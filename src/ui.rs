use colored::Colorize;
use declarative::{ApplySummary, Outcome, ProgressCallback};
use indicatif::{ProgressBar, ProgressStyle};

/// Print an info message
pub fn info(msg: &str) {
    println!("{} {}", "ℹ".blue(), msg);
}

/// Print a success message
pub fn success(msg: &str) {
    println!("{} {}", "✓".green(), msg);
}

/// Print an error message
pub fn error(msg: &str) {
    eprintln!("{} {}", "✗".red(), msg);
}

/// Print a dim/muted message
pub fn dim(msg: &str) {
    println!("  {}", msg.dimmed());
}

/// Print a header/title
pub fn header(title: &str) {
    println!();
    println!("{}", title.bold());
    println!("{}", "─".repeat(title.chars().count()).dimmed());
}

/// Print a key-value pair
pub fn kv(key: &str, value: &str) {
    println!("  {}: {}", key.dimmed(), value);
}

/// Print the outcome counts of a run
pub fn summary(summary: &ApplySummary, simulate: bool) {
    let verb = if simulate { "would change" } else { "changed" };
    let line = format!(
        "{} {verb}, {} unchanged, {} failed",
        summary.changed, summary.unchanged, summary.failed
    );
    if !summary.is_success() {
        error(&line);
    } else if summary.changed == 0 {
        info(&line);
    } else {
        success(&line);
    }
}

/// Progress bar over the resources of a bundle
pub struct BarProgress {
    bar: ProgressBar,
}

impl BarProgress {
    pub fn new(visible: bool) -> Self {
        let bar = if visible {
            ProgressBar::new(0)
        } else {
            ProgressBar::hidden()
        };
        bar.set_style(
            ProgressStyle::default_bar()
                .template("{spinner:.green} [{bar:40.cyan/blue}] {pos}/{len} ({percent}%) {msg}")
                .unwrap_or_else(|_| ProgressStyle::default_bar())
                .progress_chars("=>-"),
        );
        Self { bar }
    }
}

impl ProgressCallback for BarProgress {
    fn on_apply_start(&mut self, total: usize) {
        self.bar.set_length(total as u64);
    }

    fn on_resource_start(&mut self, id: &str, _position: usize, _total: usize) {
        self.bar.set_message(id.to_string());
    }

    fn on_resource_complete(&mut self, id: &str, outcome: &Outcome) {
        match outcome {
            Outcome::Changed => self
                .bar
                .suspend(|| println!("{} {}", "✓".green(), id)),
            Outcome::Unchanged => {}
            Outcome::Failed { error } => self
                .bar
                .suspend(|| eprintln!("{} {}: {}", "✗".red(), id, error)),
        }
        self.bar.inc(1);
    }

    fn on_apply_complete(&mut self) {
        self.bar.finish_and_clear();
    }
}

• • •

▶ Exercise requirements:
State the number of lines above that include "verb", and nothing further.

▶ Answer box:
2